**ABOUT THIS EXERCISE**
Find all lines in the records that include the word "anyhow", and copy them out.

**Saved entries**
// src/config.rs
use anyhow::{bail, Context, Result};
use chrono::Duration;
use log::warn;
use std::env;
use std::str::FromStr;

use crate::services::verification::VerificationPolicy;

// one year
const MAX_DUPLICATE_WINDOW_HOURS: i64 = 24 * 365;

#[derive(Debug, Clone)]
pub struct AppConfig {
    pub port: u16,
    pub verification: VerificationPolicy,
}

impl AppConfig {
    /// Read settings from the process environment. Call `dotenv().ok()` first to
    /// pick up a `.env` file.
    pub fn from_env() -> Result<Self> {
        Self::from_lookup(|key| env::var(key).ok())
    }

    pub fn from_lookup(lookup: impl Fn(&str) -> Option<String>) -> Result<Self> {
        let defaults = VerificationPolicy::default();

        let port = match lookup("PORT") {
            Some(value) => parse_value("PORT", &value)?,
            None => {
                warn!("$PORT not set, defaulting to 3030");
                3030
            }
        };

        let window_hours: i64 = parse_or("DUPLICATE_WINDOW_HOURS", &lookup, 24)?;
        if !(1..=MAX_DUPLICATE_WINDOW_HOURS).contains(&window_hours) {
            bail!(
                "DUPLICATE_WINDOW_HOURS must be between 1 and {MAX_DUPLICATE_WINDOW_HOURS}, got {window_hours}"
            );
        }
        let verification = VerificationPolicy {
            duplicate_window: Duration::hours(window_hours),
            max_store_distance_m: parse_or("MAX_STORE_DISTANCE_M", &lookup, defaults.max_store_distance_m)?,
            min_vision_confidence: parse_or("MIN_VISION_CONFIDENCE", &lookup, defaults.min_vision_confidence)?,
            points_per_submission: parse_or("SUBMISSION_POINTS", &lookup, defaults.points_per_submission)?,
        };

        Ok(AppConfig { port, verification })
    }
}

fn parse_value<T>(key: &str, value: &str) -> Result<T>
where
    T: FromStr,
    T::Err: std::error::Error + Send + Sync + 'static,
{
    value
        .trim()
        .parse()
        .with_context(|| format!("{key} must be a number, got {value:?}"))
}

fn parse_or<T>(key: &str, lookup: &impl Fn(&str) -> Option<String>, default: T) -> Result<T>
where
    T: FromStr,
    T::Err: std::error::Error + Send + Sync + 'static,
{
    match lookup(key) {
        Some(value) => parse_value(key, &value),
        None => Ok(default),
    }
}
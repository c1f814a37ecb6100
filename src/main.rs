use club_price_tracker::config::AppConfig;
use club_price_tracker::routes;
use dotenv::dotenv;
use log::info;
use std::net::SocketAddr;
use std::sync::Arc;
use warp::Filter;

#[tokio::main]
async fn main() -> anyhow::Result<()> {
    dotenv().ok();
    env_logger::init();
    info!("Logger initialized. Starting the application...");

    let config = AppConfig::from_env()?;
    info!("Using PORT: {}", config.port);
    info!(
        "Verification policy: duplicate window {}h, max distance {}m, min confidence {}, {} points",
        config.verification.duplicate_window.num_hours(),
        config.verification.max_store_distance_m,
        config.verification.min_vision_confidence,
        config.verification.points_per_submission
    );

    let addr: SocketAddr = ([0, 0, 0, 0], config.port).into();
    info!("Will bind to: {}", addr);

    let cors = warp::cors()
        .allow_any_origin()
        .allow_header("content-type")
        .allow_methods(vec!["GET", "POST"]);

    let api = routes::routes(Arc::new(config)).with(cors);
    info!("Routes configured successfully with CORS.");

    info!("Starting server on {}", addr);
    warp::serve(api).run(addr).await;
    Ok(())
}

**RESPONSE**
use anyhow::{bail, Context, Result};
async fn main() -> anyhow::Result<()> {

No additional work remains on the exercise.